Stored entries →
Start of Block

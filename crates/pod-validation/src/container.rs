// Per-container rules: name, image, ports, probes, resources

use crate::context::ValidationContext;
use crate::error::{PathSegment, ValidationErrorKind};
use crate::patterns::{CONTAINER_NAME, IMAGE_REFERENCE, MEMORY_QUANTITY, PORT_RANGE, PROTOCOLS};
use pod_yaml::YamlNode;
use regex::Regex;

const PROBES: [&str; 2] = ["readinessProbe", "livenessProbe"];

/// Validate one entry of `spec.containers`.
pub(crate) fn validate_container(container: &YamlNode, ctx: &mut ValidationContext) {
    let name = container.get_hash_value("name");
    tracing::debug!(
        name = name.map_or("", |n| n.text.as_str()),
        line = container.line(),
        "validating container"
    );

    check_required_format("name", name, &CONTAINER_NAME, ctx);
    check_required_format("image", container.get_hash_value("image"), &IMAGE_REFERENCE, ctx);

    if let Some(ports) = container.get_hash_value("ports").and_then(YamlNode::as_array) {
        ctx.with_key("ports", |ctx| {
            for (index, port) in ports.iter().enumerate() {
                if port.is_hash() {
                    ctx.with_instance_path(PathSegment::Index(index), |ctx| {
                        validate_port(port, ctx)
                    });
                }
            }
        });
    }

    for probe in PROBES {
        if let Some(node) = container.get_hash_value(probe) {
            ctx.with_key(probe, |ctx| validate_probe(node, ctx));
        }
    }

    match container.get_hash_value("resources") {
        Some(resources) => ctx.with_key("resources", |ctx| validate_resources(resources, ctx)),
        None => ctx.missing("resources"),
    }
}

/// Non-blank presence, then a pattern match on the untrimmed text.
fn check_required_format(
    field: &str,
    node: Option<&YamlNode>,
    pattern: &Regex,
    ctx: &mut ValidationContext,
) {
    match node.filter(|n| !n.trimmed_text().is_empty()) {
        None => ctx.missing(field),
        Some(node) if !pattern.is_match(&node.text) => {
            ctx.at(node, ValidationErrorKind::invalid_format(field, &node.text));
        }
        Some(_) => {}
    }
}

/// Integer port check shared by `containerPort` and probe `port`.
///
/// A string tag is reported as a type error and nothing else. Anything else is
/// read as a decimal integer, with unreadable text counting as 0.
fn check_port_number(field: &str, node: &YamlNode, ctx: &mut ValidationContext) {
    if node.is_string_tagged() {
        ctx.at(node, ValidationErrorKind::must_be_int(field));
        return;
    }
    let value = node.trimmed_text().parse::<i64>().unwrap_or(0);
    if !PORT_RANGE.contains(&value) {
        ctx.at(node, ValidationErrorKind::out_of_range(field));
    }
}

fn validate_port(port: &YamlNode, ctx: &mut ValidationContext) {
    match port.get_hash_value("containerPort") {
        Some(number) => check_port_number("containerPort", number, ctx),
        None => ctx.missing("containerPort"),
    }

    if let Some(protocol) = port.get_hash_value("protocol") {
        let value = protocol.trimmed_text();
        if !value.is_empty() && !PROTOCOLS.contains(&value) {
            ctx.at(
                protocol,
                ValidationErrorKind::unsupported_value("protocol", &protocol.text),
            );
        }
    }
}

/// Shared by readiness and liveness probes; a non-mapping probe is ignored.
fn validate_probe(probe: &YamlNode, ctx: &mut ValidationContext) {
    if !probe.is_hash() {
        return;
    }

    let Some(http_get) = probe.get_hash_value("httpGet") else {
        ctx.missing("httpGet");
        return;
    };
    if !http_get.is_hash() {
        return;
    }

    ctx.with_key("httpGet", |ctx| {
        match http_get.get_hash_value("path") {
            None => ctx.missing("path"),
            Some(path) if !path.trimmed_text().starts_with('/') => {
                ctx.at(path, ValidationErrorKind::invalid_format("path", &path.text));
            }
            Some(_) => {}
        }

        match http_get.get_hash_value("port") {
            Some(port) => check_port_number("port", port, ctx),
            None => ctx.missing("port"),
        }
    });
}

/// Every mapping-valued entry (`limits`, `requests`, ...) is checked alike.
fn validate_resources(resources: &YamlNode, ctx: &mut ValidationContext) {
    let Some(entries) = resources.as_hash() else {
        return;
    };

    for entry in entries.iter().filter(|e| e.value.is_hash()) {
        ctx.with_key(&entry.key.text, |ctx| {
            validate_quantities(&entry.value, ctx)
        });
    }
}

fn validate_quantities(quantities: &YamlNode, ctx: &mut ValidationContext) {
    if let Some(cpu) = quantities.get_hash_value("cpu")
        && cpu.is_string_tagged()
    {
        ctx.at(cpu, ValidationErrorKind::must_be_int("cpu"));
    }

    if let Some(memory) = quantities.get_hash_value("memory")
        && !(memory.is_string_tagged() && MEMORY_QUANTITY.is_match(memory.trimmed_text()))
    {
        ctx.at(memory, ValidationErrorKind::invalid_format("memory", &memory.text));
    }
}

End of Block

Now copy each line of the entries that mentions "index".

            for (index, port) in ports.iter().enumerate() {
                    ctx.with_instance_path(PathSegment::Index(index), |ctx| {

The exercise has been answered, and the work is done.